### Your instructions
Copy each entry as written.

### Records for this task
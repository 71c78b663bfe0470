//! Built-in method schemas.
//!
//! One [`ParameterSchema`] per registered quantization method, describing
//! which configuration keys the method accepts and what each key's value
//! must look like. The table is built once at startup and never mutated;
//! the registry carries it alongside the factories so the two stay in
//! lock-step.

use super::constraint::Constraint;
use crate::args::{ArgValue, TypeTag};
use std::collections::BTreeMap;

/// Accepted keys and their constraints for one method.
pub type ParameterSchema = BTreeMap<&'static str, Constraint>;

/// Immutable method name → parameter schema mapping.
#[derive(Debug, Clone, Default)]
pub struct SchemaTable {
    methods: BTreeMap<&'static str, ParameterSchema>,
}

fn typed(tags: &[TypeTag]) -> Constraint {
    Constraint::Type(tags.to_vec())
}

fn one_of(values: &[&str]) -> Constraint {
    Constraint::Enum(values.iter().map(|v| ArgValue::from(*v)).collect())
}

fn boolean() -> Constraint {
    Constraint::Enum(vec![ArgValue::Bool(true), ArgValue::Bool(false)])
}

fn bnb_schema() -> ParameterSchema {
    BTreeMap::from([
        ("model_path", typed(&[TypeTag::Str])),
        ("model_name", typed(&[TypeTag::Str])),
        ("quant_type", one_of(&["4bit", "8bit"])),
        // Only consulted on the 4bit path.
        ("bnb_4bit_compute_dtype", one_of(&["float32", "bfloat16"])),
        ("device_map", one_of(&["auto", "cuda", "cpu"])),
        ("save_tokenizer", boolean()),
        ("save_dir", typed(&[TypeTag::Str])),
        ("bnb_4bit_quant_type", one_of(&["nf4", "fp4"])),
        ("bnb_4bit_use_double_quant", boolean()),
    ])
}

fn gptq_schema() -> ParameterSchema {
    BTreeMap::from([
        ("model_path", typed(&[TypeTag::Str])),
        ("model_name", typed(&[TypeTag::Str])),
        ("quant_type", one_of(&["2bit", "3bit", "4bit"])),
        ("device_map", one_of(&["auto", "cuda", "cpu"])),
        ("save_tokenizer", boolean()),
        ("save_dir", typed(&[TypeTag::Str])),
        // Calibration batch size.
        ("batch_size", typed(&[TypeTag::Int])),
        // Dataset reference or inline samples; no further semantics implied.
        ("calib_dataset", typed(&[TypeTag::Str, TypeTag::StrList])),
        ("gptq_group_size", typed(&[TypeTag::Int])),
    ])
}

fn awq_schema() -> ParameterSchema {
    BTreeMap::from([
        ("model_path", typed(&[TypeTag::Str])),
        ("model_name", typed(&[TypeTag::Str])),
        ("quant_type", one_of(&["2bit", "3bit", "4bit"])),
        ("device_map", one_of(&["auto", "cuda", "cpu"])),
        ("save_tokenizer", boolean()),
        ("save_dir", typed(&[TypeTag::Str])),
        ("group_size", typed(&[TypeTag::Int])),
    ])
}

fn aqlm_schema() -> ParameterSchema {
    BTreeMap::from([
        ("model_path", typed(&[TypeTag::Str])),
        ("model_name", typed(&[TypeTag::Str])),
        ("quant_type", one_of(&["8bit"])),
        ("dataset_path", typed(&[TypeTag::Str])),
        ("nsamples", typed(&[TypeTag::Int])),
        ("val_size", typed(&[TypeTag::Int])),
        ("num_codebooks", typed(&[TypeTag::Int])),
        ("in_group_size", typed(&[TypeTag::Int])),
        ("local_batch_size", typed(&[TypeTag::Int])),
        ("offload_activations", boolean()),
        ("save_dir", typed(&[TypeTag::Str])),
        // The external pipeline only runs on CUDA with eager attention.
        ("device_map", one_of(&["cuda"])),
        ("attn_implementation", one_of(&["eager"])),
        ("save_tokenizer", boolean()),
    ])
}

impl SchemaTable {
    /// Table covering the four built-in methods.
    #[must_use]
    pub fn builtin() -> Self {
        let mut table = Self::default();
        table.insert("bnb", bnb_schema());
        table.insert("gptq", gptq_schema());
        table.insert("awq", awq_schema());
        table.insert("aqlm", aqlm_schema());
        table
    }

    pub fn insert(&mut self, method: &'static str, schema: ParameterSchema) {
        self.methods.insert(method, schema);
    }

    /// Schema for `method`, or `None` if the method is not registered.
    #[must_use]
    pub fn lookup(&self, method: &str) -> Option<&ParameterSchema> {
        self.methods.get(method)
    }

    #[must_use]
    pub fn contains(&self, method: &str) -> bool {
        self.methods.contains_key(method)
    }

    pub fn method_names(&self) -> impl Iterator<Item = &'static str> + '_ {
        self.methods.keys().copied()
    }

    pub fn iter(&self) -> impl Iterator<Item = (&'static str, &ParameterSchema)> {
        self.methods.iter().map(|(name, schema)| (*name, schema))
    }
}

### Final answer
repository 71c78b663bfe0470
//! Built-in method schemas.
//!
//! One [`ParameterSchema`] per registered quantization method, describing
//! which configuration keys the method accepts and what each key's value
//! must look like. The table is built once at startup and never mutated;
//! the registry carries it alongside the factories so the two stay in
//! lock-step.

use super::constraint::Constraint;
use crate::args::{ArgValue, TypeTag};
use std::collections::BTreeMap;

/// Accepted keys and their constraints for one method.
pub type ParameterSchema = BTreeMap<&'static str, Constraint>;

/// Immutable method name → parameter schema mapping.
#[derive(Debug, Clone, Default)]
pub struct SchemaTable {
    methods: BTreeMap<&'static str, ParameterSchema>,
}

fn typed(tags: &[TypeTag]) -> Constraint {
    Constraint::Type(tags.to_vec())
}

fn one_of(values: &[&str]) -> Constraint {
    Constraint::Enum(values.iter().map(|v| ArgValue::from(*v)).collect())
}

fn boolean() -> Constraint {
    Constraint::Enum(vec![ArgValue::Bool(true), ArgValue::Bool(false)])
}

fn bnb_schema() -> ParameterSchema {
    BTreeMap::from([
        ("model_path", typed(&[TypeTag::Str])),
        ("model_name", typed(&[TypeTag::Str])),
        ("quant_type", one_of(&["4bit", "8bit"])),
        // Only consulted on the 4bit path.
        ("bnb_4bit_compute_dtype", one_of(&["float32", "bfloat16"])),
        ("device_map", one_of(&["auto", "cuda", "cpu"])),
        ("save_tokenizer", boolean()),
        ("save_dir", typed(&[TypeTag::Str])),
        ("bnb_4bit_quant_type", one_of(&["nf4", "fp4"])),
        ("bnb_4bit_use_double_quant", boolean()),
    ])
}

fn gptq_schema() -> ParameterSchema {
    BTreeMap::from([
        ("model_path", typed(&[TypeTag::Str])),
        ("model_name", typed(&[TypeTag::Str])),
        ("quant_type", one_of(&["2bit", "3bit", "4bit"])),
        ("device_map", one_of(&["auto", "cuda", "cpu"])),
        ("save_tokenizer", boolean()),
        ("save_dir", typed(&[TypeTag::Str])),
        // Calibration batch size.
        ("batch_size", typed(&[TypeTag::Int])),
        // Dataset reference or inline samples; no further semantics implied.
        ("calib_dataset", typed(&[TypeTag::Str, TypeTag::StrList])),
        ("gptq_group_size", typed(&[TypeTag::Int])),
    ])
}

fn awq_schema() -> ParameterSchema {
    BTreeMap::from([
        ("model_path", typed(&[TypeTag::Str])),
        ("model_name", typed(&[TypeTag::Str])),
        ("quant_type", one_of(&["2bit", "3bit", "4bit"])),
        ("device_map", one_of(&["auto", "cuda", "cpu"])),
        ("save_tokenizer", boolean()),
        ("save_dir", typed(&[TypeTag::Str])),
        ("group_size", typed(&[TypeTag::Int])),
    ])
}

fn aqlm_schema() -> ParameterSchema {
    BTreeMap::from([
        ("model_path", typed(&[TypeTag::Str])),
        ("model_name", typed(&[TypeTag::Str])),
        ("quant_type", one_of(&["8bit"])),
        ("dataset_path", typed(&[TypeTag::Str])),
        ("nsamples", typed(&[TypeTag::Int])),
        ("val_size", typed(&[TypeTag::Int])),
        ("num_codebooks", typed(&[TypeTag::Int])),
        ("in_group_size", typed(&[TypeTag::Int])),
        ("local_batch_size", typed(&[TypeTag::Int])),
        ("offload_activations", boolean()),
        ("save_dir", typed(&[TypeTag::Str])),
        // The external pipeline only runs on CUDA with eager attention.
        ("device_map", one_of(&["cuda"])),
        ("attn_implementation", one_of(&["eager"])),
        ("save_tokenizer", boolean()),
    ])
}

impl SchemaTable {
    /// Table covering the four built-in methods.
    #[must_use]
    pub fn builtin() -> Self {
        let mut table = Self::default();
        table.insert("bnb", bnb_schema());
        table.insert("gptq", gptq_schema());
        table.insert("awq", awq_schema());
        table.insert("aqlm", aqlm_schema());
        table
    }

    pub fn insert(&mut self, method: &'static str, schema: ParameterSchema) {
        self.methods.insert(method, schema);
    }

    /// Schema for `method`, or `None` if the method is not registered.
    #[must_use]
    pub fn lookup(&self, method: &str) -> Option<&ParameterSchema> {
        self.methods.get(method)
    }

    #[must_use]
    pub fn contains(&self, method: &str) -> bool {
        self.methods.contains_key(method)
    }

    pub fn method_names(&self) -> impl Iterator<Item = &'static str> + '_ {
        self.methods.keys().copied()
    }

    pub fn iter(&self) -> impl Iterator<Item = (&'static str, &ParameterSchema)> {
        self.methods.iter().map(|(name, schema)| (*name, schema))
    }
}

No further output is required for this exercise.